Operating as a childcare centre run by the Eastern Health Board from 1984, the property returned to family housing status with a bang in 2011 when it sold for €1.3million at auction.

 It changed owners again in December last year for €2.9million. Now it’s back on the market again, through agent Sherry FitzGerald, with a new asking price of €2.65 million – and an interesting addendum to its history.

The current owner of Eglinton House is its next door neighbour whose rear garden – prior to purchase of number 75 – was a small, limiting triangle of space. They have since enlarged that triangle by absorbing a portion of the Eglinton House garden and now, with garden remade and landscaped, they are selling the property again with a still substantial rear garden and stately oak tree at the end.

Reception room
Reception room
Dining room
Dining room

 Eglinton House itself is also something of a blank canvas for a new owner. It has been tastefully staged for its sale and painted in creamy whites, with ornate plasterwork and darkly polished timber floors, the impressive original features make the loudest decorative statements.

Especially lovely is the wide entrance hall, and the marble fireplaces and picture rails in the main reception rooms, shown to advantage by the light from long, sash windows front and rear.

On this hall floor too there is a dining room set into a deep, front facing box window – the latter probably added sometime in the last 100 years. A large and impressive fireplace is of a speckled marble and, together with an elaborate ceiling rose, lend a deal of drama to the room.

 A high ceilinged, formal room behind this was once Garret FitzGerald’s study and, more recently, a (now removed) kitchen. It has the mood of a library and, overlooking the garden as it does, would make a lovely reading room. A nearby, beige-tiled bathroom, on one of four returns, has separate bath and shower and natural light from a side window.

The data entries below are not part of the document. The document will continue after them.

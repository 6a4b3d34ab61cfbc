use anyhow::{Context, Result};
use ort::{
    execution_providers::{CPUExecutionProvider, CUDAExecutionProvider, TensorRTExecutionProvider},
    session::{builder::GraphOptimizationLevel, builder::SessionBuilder, Session},
};
use std::path::Path;

/// ONNX session options shared by the detector and the extractor
#[derive(Debug, Clone)]
pub struct SessionOptions {
    /// CPU, CUDA or TensorRT
    pub execution_provider: String,
    pub device_id: i32,
    pub intra_threads: usize,
}

impl Default for SessionOptions {
    fn default() -> Self {
        Self {
            execution_provider: "CPU".to_string(),
            device_id: 0,
            intra_threads: 4,
        }
    }
}

fn builder(options: &SessionOptions) -> Result<SessionBuilder> {
    Session::builder()
        .context("Failed to create session builder")?
        .with_optimization_level(GraphOptimizationLevel::Level3)
        .context("Failed to set optimization level")?
        .with_intra_threads(options.intra_threads)
        .context("Failed to set intra threads")
}

/// Load a model, falling back TensorRT -> CUDA -> CPU.
/// Returns the session and the provider that was actually configured.
pub fn create_session(model_path: &str, options: &SessionOptions) -> Result<(Session, String)> {
    if !Path::new(model_path).exists() {
        anyhow::bail!("model file not found: {model_path}");
    }

    match options.execution_provider.to_uppercase().as_str() {
        "TENSORRT" => {
            tracing::info!("Attempting TensorRT for {}", model_path);
            let result = builder(options)?
                .with_execution_providers([
                    TensorRTExecutionProvider::default()
                        .with_device_id(options.device_id)
                        .build(),
                    CUDAExecutionProvider::default()
                        .with_device_id(options.device_id)
                        .build(),
                    CPUExecutionProvider::default().build(),
                ])
                .context("Failed to set execution providers")?
                .commit_from_file(model_path);

            match result {
                Ok(session) => Ok((session, "TensorRT".to_string())),
                Err(e) => {
                    tracing::warn!("TensorRT failed, trying CUDA: {}", e);
                    try_cuda(model_path, options)
                }
            }
        }
        "CUDA" => try_cuda(model_path, options),
        _ => try_cpu(model_path, options),
    }
}

fn try_cuda(model_path: &str, options: &SessionOptions) -> Result<(Session, String)> {
    tracing::info!("Attempting CUDA for {}", model_path);
    let result = builder(options)?
        .with_execution_providers([
            CUDAExecutionProvider::default()
                .with_device_id(options.device_id)
                .build(),
            CPUExecutionProvider::default().build(),
        ])
        .context("Failed to set execution providers")?
        .commit_from_file(model_path);

    match result {
        Ok(session) => Ok((session, "CUDA".to_string())),
        Err(e) => {
            tracing::warn!("CUDA failed, using CPU: {}", e);
            try_cpu(model_path, options)
        }
    }
}

fn try_cpu(model_path: &str, options: &SessionOptions) -> Result<(Session, String)> {
    tracing::info!("Using CPU for {}", model_path);
    let session = builder(options)?
        .commit_from_file(model_path)
        .context("Failed to load model from file")?;
    Ok((session, "CPU".to_string()))
}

The main bedroom, to the front on the first floor, has a seductive calm and a pair of long sash windows. Ceilings are about 10 feet high, walls are a cool olive with picture rails, a marble fireplace has inset green tiles and floorboards are darkly varnished. An arch leads to an ante-room with cast-iron fireplace and a sash window. An appealing, relaxing space, this could easily work as a dressingroom, reading room or retreat.

The other four bedrooms on this floor are airy and bright with sash windows, darkly varnished floors and built-in wardrobes. Two lead one into the other and would make an ideal guest suite. A shower room on this level, given personality by wood panelled walls, has a towel heating rail.   

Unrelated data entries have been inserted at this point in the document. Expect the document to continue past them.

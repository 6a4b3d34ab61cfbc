//! Face location and embedding extraction.
//!
//! The detector and the embedding model are opaque capabilities behind the
//! [`FaceDetector`] and [`EmbeddingExtractor`] traits. This module owns the
//! policy around them: which face is the subject and how it is cropped.

pub mod detector;
pub mod embedder;
pub mod mock;
pub mod session;

use crate::error::VerifyError;
use anyhow::Result;
use async_trait::async_trait;
use image::DynamicImage;
use serde::{Deserialize, Serialize};
use std::sync::Arc;

pub use detector::OnnxFaceDetector;
pub use embedder::OnnxEmbeddingExtractor;

/// Axis-aligned face box in source image pixels
#[derive(Debug, Clone, Copy, PartialEq, Serialize, Deserialize)]
pub struct FaceBox {
    pub x: u32,
    pub y: u32,
    pub width: u32,
    pub height: u32,
    pub confidence: f32,
}

impl FaceBox {
    pub fn new(x: u32, y: u32, width: u32, height: u32) -> Self {
        Self {
            x,
            y,
            width,
            height,
            confidence: 1.0,
        }
    }

    pub fn area(&self) -> u64 {
        u64::from(self.width) * u64::from(self.height)
    }

    /// Intersect with a `width` x `height` image; `None` if nothing remains.
    pub fn clamp_to(&self, width: u32, height: u32) -> Option<FaceBox> {
        if self.x >= width || self.y >= height {
            return None;
        }
        let w = self.width.min(width - self.x);
        let h = self.height.min(height - self.y);
        if w == 0 || h == 0 {
            return None;
        }
        Some(FaceBox {
            width: w,
            height: h,
            ..*self
        })
    }
}

/// Locates faces in an image
#[async_trait]
pub trait FaceDetector: Send + Sync {
    /// Model identifier for logs
    fn name(&self) -> &str;

    /// Bounding boxes of every detected face, in detector order.
    async fn detect(&self, image: &DynamicImage) -> Result<Vec<FaceBox>>;
}

/// Maps a face crop to a fixed-length embedding
#[async_trait]
pub trait EmbeddingExtractor: Send + Sync {
    /// Model identifier, e.g. "Facenet512"
    fn model_name(&self) -> &str;

    /// Length of every embedding this extractor produces
    fn dimension(&self) -> usize;

    /// Embed an RGB face crop.
    async fn extract(&self, face: &DynamicImage) -> Result<Vec<f32>>;
}

/// Largest box by area. Ties keep the earliest box.
pub fn select_largest(boxes: &[FaceBox]) -> Option<FaceBox> {
    boxes.iter().copied().fold(None, |best, candidate| match best {
        Some(current) if current.area() >= candidate.area() => Some(current),
        _ => Some(candidate),
    })
}

/// Crop a face region and normalise it to RGB channel order.
pub fn crop_face(image: &DynamicImage, face: &FaceBox) -> Option<DynamicImage> {
    let region = face.clamp_to(image.width(), image.height())?;
    let crop = image.crop_imm(region.x, region.y, region.width, region.height);
    Some(DynamicImage::ImageRgb8(crop.to_rgb8()))
}

/// Runs the detector and applies the subject-selection policy.
#[derive(Clone)]
pub struct FaceLocator {
    detector: Arc<dyn FaceDetector>,
}

impl FaceLocator {
    pub fn new(detector: Arc<dyn FaceDetector>) -> Self {
        Self { detector }
    }

    pub fn detector_name(&self) -> &str {
        self.detector.name()
    }

    /// The subject face and its RGB crop, or `None` when nothing was found.
    pub async fn locate(
        &self,
        image: &DynamicImage,
    ) -> Result<Option<(FaceBox, DynamicImage)>, VerifyError> {
        let boxes = self.detector.detect(image).await?;
        tracing::debug!(faces = boxes.len(), detector = self.detector.name(), "faces detected");

        let Some(subject) = select_largest(&boxes) else {
            return Ok(None);
        };

        let crop = crop_face(image, &subject).ok_or_else(|| {
            VerifyError::internal(format!(
                "face box {subject:?} lies outside the {}x{} image",
                image.width(),
                image.height()
            ))
        })?;

        Ok(Some((subject, crop)))
    }

    /// Like [`FaceLocator::locate`] but a missing face is an error.
    pub async fn require_face(
        &self,
        image: &DynamicImage,
    ) -> Result<(FaceBox, DynamicImage), VerifyError> {
        self.locate(image).await?.ok_or(VerifyError::NoFaceDetected)
    }
}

The separate garden level, where several rooms could be put to a variety of uses, is where the original 19th century kitchen faces the rear garden and where it could be reinstalled. There are two (possible) bedrooms, laundry and utility rooms, living room and large reception hall. 

The gravelled, hedge-surrounded front has a fine, pillared entrance and off-street parking for several cars. There is a gated, pedestrian side entrance and, at the end of the rear garden, double gates provide access to a laneway.